Ant

I recently bombed at a comedy show. I called my mom afterwards and told her how embarrassed I felt. She asked who the crowd was and when I told her that it was mainly men in their early 20s, she said, “maybe jokes from a middle-aged woman didn’t resonate with them.”

“Middle-aged? I’m middle-aged? If I’m middle-aged, then you should be living on Golden Pond.”

Later that week when I woke up with a stiff neck, heartburn and anxiety on what to pack for a writing retreat, I realized that she was right. I’m middle-aged.

The writing retreat, Wide Open Writing, took place outside of Boothbay Harbor, Maine in an airbnb on the ocean. It was the most peaceful week of my life—no work, no comedy, no dog to take out—just me, my laptop and other writers.

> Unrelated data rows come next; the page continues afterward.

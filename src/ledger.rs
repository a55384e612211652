//! Running tallies of accepted and stale blocks

use crate::{
    miner::MinerId,
    race::{Resolution, Settlement},
};

/// Block counts of a single miner.
#[derive(Debug, Clone, Copy, Default, PartialEq, Eq)]
pub struct Tally {
    /// Blocks found, whether or not they have been settled yet.
    pub found: u64,
    /// Blocks which made it into the canonical chain.
    pub accepted: u64,
    /// Blocks which ended up on the losing side of a race.
    pub stale: u64,
}

impl Tally {
    /// Blocks which are no longer provisional.
    #[inline]
    pub fn settled(&self) -> u64 {
        self.accepted + self.stale
    }

    /// Fraction of settled blocks which went stale, or 0.0 if nothing has
    /// been settled.
    pub fn stale_rate(&self) -> f64 {
        ratio(self.stale, self.settled())
    }
}

/// Number of races by outcome.
#[derive(Debug, Clone, Copy, Default, PartialEq, Eq)]
pub struct RaceStats {
    pub started: u64,
    pub abandoned: u64,
    pub heavy_won: u64,
    /// Heavy chain victories over a non-empty competing chain.
    pub contested_heavy_won: u64,
    pub competing_won: u64,
}

impl RaceStats {
    /// Races which have resolved.
    pub fn resolved(&self) -> u64 {
        self.abandoned + self.heavy_won + self.competing_won
    }
}

/// Per-miner results of a run. Counts only ever increase.
#[derive(Debug, Clone, PartialEq, Eq)]
pub struct Ledger {
    tallies: Vec<Tally>,
    races: RaceStats,
}

impl Ledger {
    pub fn new(num_miners: usize) -> Self {
        Self {
            tallies: vec![Tally::default(); num_miners],
            races: RaceStats::default(),
        }
    }

    pub fn record_found(&mut self, miner: MinerId, count: u64) {
        self.tallies[miner.index()].found += count;
    }

    pub fn record_accepted(&mut self, miner: MinerId, count: u64) {
        self.tallies[miner.index()].accepted += count;
    }

    pub fn record_stale(&mut self, miner: MinerId, count: u64) {
        self.tallies[miner.index()].stale += count;
    }

    /// Records every block and race outcome in `settlement`.
    pub fn apply(&mut self, settlement: &Settlement) {
        for &(miner, count) in &settlement.accepted {
            self.record_accepted(miner, count);
        }
        for &(miner, count) in &settlement.stale {
            self.record_stale(miner, count);
        }

        if settlement.started {
            self.races.started += 1;
        }
        match settlement.resolution {
            None => (),
            Some(Resolution::Abandoned) => self.races.abandoned += 1,
            Some(Resolution::HeavyWon { contested }) => {
                self.races.heavy_won += 1;
                if contested {
                    self.races.contested_heavy_won += 1;
                }
            }
            Some(Resolution::CompetingWon) => self.races.competing_won += 1,
        }
    }

    #[inline]
    pub fn tally(&self, miner: MinerId) -> Tally {
        self.tallies[miner.index()]
    }

    #[inline]
    pub fn tallies(&self) -> &[Tally] {
        &self.tallies
    }

    #[inline]
    pub fn races(&self) -> RaceStats {
        self.races
    }

    pub fn total_found(&self) -> u64 {
        self.tallies.iter().map(|t| t.found).sum()
    }

    pub fn total_accepted(&self) -> u64 {
        self.tallies.iter().map(|t| t.accepted).sum()
    }

    pub fn total_stale(&self) -> u64 {
        self.tallies.iter().map(|t| t.stale).sum()
    }

    /// Fraction of all settled blocks which went stale.
    pub fn stale_rate(&self) -> f64 {
        let stale = self.total_stale();
        ratio(stale, self.total_accepted() + stale)
    }

    /// Fraction of all accepted blocks which were found by `miner`.
    pub fn revenue_share(&self, miner: MinerId) -> f64 {
        ratio(self.tally(miner).accepted, self.total_accepted())
    }
}

fn ratio(num: u64, den: u64) -> f64 {
    if den == 0 {
        0.0
    } else {
        num as f64 / den as f64
    }
}
//! Replays a fixed table of per-tick successes.

use std::sync::Arc;

use crate::target::Target;

use super::{HashRate, MinerId, Oracle, Tick};

/// Oracle which ignores hash rates and targets, and instead returns the
/// number of blocks given for each miner in each tick of a table. Ticks past
/// the end of the table, and miners past the end of a row, find nothing.
///
/// # Example
/// ```
/// use propagation_sim::prelude::*;
///
/// // Miner 1 finds a block in tick 0, miners 2 and 3 find one each in tick 2.
/// let script = Scripted::new([vec![1], vec![], vec![0, 1, 1]]);
/// assert_eq!(script.miners(), Some(3));
/// ```
#[derive(Debug, Clone, Default)]
pub struct Scripted {
    rows: Arc<Vec<Vec<u64>>>,
}

impl Scripted {
    pub fn new<I>(rows: I) -> Self
    where
        I: IntoIterator<Item = Vec<u64>>,
    {
        Self { rows: Arc::new(rows.into_iter().collect()) }
    }

    /// Number of ticks covered by the table.
    pub fn len(&self) -> usize {
        self.rows.len()
    }

    pub fn is_empty(&self) -> bool {
        self.rows.is_empty()
    }

    /// Total number of blocks in the table.
    pub fn total(&self) -> u64 {
        self.rows.iter().flatten().sum()
    }
}

impl Oracle for Scripted {
    fn name(&self) -> String {
        "Scripted".into()
    }

    fn reseed(&mut self, _seed: u64) {}

    fn successes(
        &mut self,
        miner: MinerId,
        _hash_rate: HashRate,
        tick: Tick,
        _target: Target,
    ) -> u64 {
        usize::try_from(tick)
            .ok()
            .and_then(|tick| self.rows.get(tick))
            .and_then(|row| row.get(miner.index()))
            .copied()
            .unwrap_or(0)
    }

    fn miners(&self) -> Option<usize> {
        self.rows.iter().map(Vec::len).max()
    }
}

#[cfg(test)]
mod tests {
    use crate::{
        miner::{MinerId, Oracle},
        target::Target,
    };

    use super::Scripted;

    #[test]
    fn replays_table_then_nothing() {
        let mut script = Scripted::new([vec![2, 0], vec![0, 1]]);
        let target = Target::from_hashes_per_block(1);
        let (a, b) = (MinerId::from(1), MinerId::from(2));

        assert_eq!(script.successes(a, 0, 0, target), 2);
        assert_eq!(script.successes(b, 0, 1, target), 1);
        assert_eq!(script.successes(a, 0, 2, target), 0);
        assert_eq!(script.successes(MinerId::from(3), 0, 0, target), 0);
        assert_eq!(script.total(), 3);
    }
}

One morning, we were asked to write about something we saw in nature. Many writers wrote of the waves, the sand, the pine trees. Their eloquent pieces were captivating with underlying messages that left the reader wanting more. Here’s what I wrote:

I didn’t know that an ant was my spirit animal, or rather, spirit insect. Black ants don’t stop moving. The song shouldn’t be “the ants go marching one by one,” but more like, “the ants go scrambling one by one looking for their car keys.”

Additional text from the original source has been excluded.